• WORK TO COMPLETE: Search the data for the string "protocol" and copy each line where it turns up.

• WORKING DATA:
>>>>>
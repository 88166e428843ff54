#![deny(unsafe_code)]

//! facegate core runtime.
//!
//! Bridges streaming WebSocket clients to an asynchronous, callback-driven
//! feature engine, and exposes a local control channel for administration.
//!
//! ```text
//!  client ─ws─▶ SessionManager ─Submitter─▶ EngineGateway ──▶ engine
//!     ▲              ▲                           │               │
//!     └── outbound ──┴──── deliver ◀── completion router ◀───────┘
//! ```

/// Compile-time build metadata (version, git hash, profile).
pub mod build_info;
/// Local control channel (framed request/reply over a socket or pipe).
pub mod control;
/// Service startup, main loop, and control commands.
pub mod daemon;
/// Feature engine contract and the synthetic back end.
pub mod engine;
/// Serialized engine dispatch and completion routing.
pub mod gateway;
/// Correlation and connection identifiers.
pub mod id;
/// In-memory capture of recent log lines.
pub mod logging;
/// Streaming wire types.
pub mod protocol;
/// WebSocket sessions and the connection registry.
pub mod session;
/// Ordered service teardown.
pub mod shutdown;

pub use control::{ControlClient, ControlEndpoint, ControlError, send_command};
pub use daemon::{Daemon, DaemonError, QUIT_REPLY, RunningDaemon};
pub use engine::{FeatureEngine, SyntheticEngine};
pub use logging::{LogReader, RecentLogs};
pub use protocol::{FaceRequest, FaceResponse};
<<<<<
• SOLUTION TO THE EXERCISE:
pub mod protocol;
pub use protocol::{FaceRequest, FaceResponse};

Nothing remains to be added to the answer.